The underlying problem is that most states, including Illinois, just weren’t ready to deal with record numbers of newly unemployed people, including a new category of gig workers who require a new processing system grafted onto an old one.

On Saturday, Arkansas announced it was shutting down its gig worker unemployment program after it apparently was accessed illegally. A fraud ring attacked Washington state’s unemployment system, which had to shut down all unemployment payments last week for two days. Evidence of attacks also has cropped up in North Carolina, Massachusetts, Rhode Island, Oklahoma, Wyoming and Florida. New York’s unemployment insurance system accidentally leaked personal information last month.

“There is a lot of money flowing through the system, the system load is higher and cracks in the system start to appear,” Matt Erickson, vice president of solutions for SpiderOak, a company that specializes in secure communications on untrusted infrastructure, told us.States, he said, are trying to get new systems up and running “under crazy high pressure.”

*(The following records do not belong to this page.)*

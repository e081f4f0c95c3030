//! Output names for stitched groups.
//!
//! A policy maps the first member's name to an output name. The default
//! prepends `combined_` and keeps the original extension. Since two groups can
//! map to the same name, [`UniqueNames`] hands out `_2`, `_3`, ... variants
//! instead of letting a later entry shadow an earlier one.

use crate::error::{StitchError, StitchResult};
use serde::{Deserialize, Serialize};
use std::collections::HashSet;

pub const DEFAULT_PREFIX: &str = "combined_";
pub const DEFAULT_SUFFIX: &str = "_combined";
pub const DEFAULT_SUFFIX_EXTENSION: &str = "png";

#[derive(Debug, Clone, PartialEq, Eq, Serialize, Deserialize)]
#[serde(tag = "kind", rename_all = "snake_case")]
pub enum NamingPolicy {
    /// `<prefix><name>`, e.g. `combined_photo1.jpg`.
    ///
    /// The extension is kept as-is, but stitched output is always PNG, so a
    /// group led by a `.jpg`, `.gif` or `.bmp` file yields PNG bytes under that
    /// extension. Use [`NamingPolicy::Suffix`] when the name must match the
    /// content.
    Prefix { prefix: String },
    /// `<stem><suffix>.<extension>`, e.g. `photo1_combined.png`.
    Suffix { suffix: String, extension: String },
    /// The first member's name unchanged.
    KeepName,
}

impl Default for NamingPolicy {
    fn default() -> Self {
        Self::Prefix {
            prefix: DEFAULT_PREFIX.to_string(),
        }
    }
}

impl NamingPolicy {
    pub fn suffix() -> Self {
        Self::Suffix {
            suffix: DEFAULT_SUFFIX.to_string(),
            extension: DEFAULT_SUFFIX_EXTENSION.to_string(),
        }
    }

    pub fn name_for(&self, first_name: &str) -> String {
        match self {
            Self::Prefix { prefix } => format!("{prefix}{first_name}"),
            Self::Suffix { suffix, extension } => {
                let (stem, _) = split_extension(first_name);
                format!("{stem}{suffix}.{}", extension.trim_start_matches('.'))
            }
            Self::KeepName => first_name.to_string(),
        }
    }

    pub fn validate(&self) -> StitchResult<()> {
        match self {
            Self::Prefix { prefix } if prefix.is_empty() => Err(StitchError::invalid_options(
                "prefix naming needs a non-empty prefix",
            )),
            Self::Prefix { prefix } if prefix.contains(['/', '\\']) => Err(
                StitchError::invalid_options("prefix must not contain path separators"),
            ),
            Self::Suffix { suffix, extension } if suffix.is_empty() || extension.is_empty() => {
                Err(StitchError::invalid_options(
                    "suffix naming needs a suffix and an extension",
                ))
            }
            _ => Ok(()),
        }
    }
}

/// Split `name.ext` into (`name`, `Some("ext")`). A leading dot is not an extension.
fn split_extension(name: &str) -> (&str, Option<&str>) {
    match name.rfind('.') {
        Some(idx) if idx > 0 => (&name[..idx], Some(&name[idx + 1..])),
        _ => (name, None),
    }
}

/// Hands out names not yet used within one archive or folder.
#[derive(Debug, Default)]
pub struct UniqueNames {
    taken: HashSet<String>,
}

impl UniqueNames {
    pub fn new() -> Self {
        Self::default()
    }

    /// Mark `name` as used without claiming it, e.g. a file already on disk.
    pub fn reserve(&mut self, name: impl Into<String>) {
        self.taken.insert(name.into());
    }

    /// `name` itself if free, else the first free `stem_N.ext` with N >= 2.
    pub fn claim(&mut self, name: &str) -> String {
        if self.taken.insert(name.to_string()) {
            return name.to_string();
        }
        let (stem, ext) = split_extension(name);
        let mut n = 2usize;
        loop {
            let candidate = match ext {
                Some(ext) => format!("{stem}_{n}.{ext}"),
                None => format!("{stem}_{n}"),
            };
            if self.taken.insert(candidate.clone()) {
                return candidate;
            }
            n += 1;
        }
    }
}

A huge Illinois increase in unemployment claims not only required the state to quickly rebuild its overwhelmed computer system, but also to assign many more workers to the task of processing claims. One state worker told us: “Everyone who knows anything about claims is working on this, all day plus overtime.”

Illinois can’t afford to call a timeout on unemployment benefits at a time when the pandemic has affected so many people. But even as it processes a record number of applications, it needs to do a better job of securing its computer systems to protect privacy and prevent fraud.

No one wants their personal information floating around the web. And taxpayers don’t want hackers making off with the money that gig workers desperately need.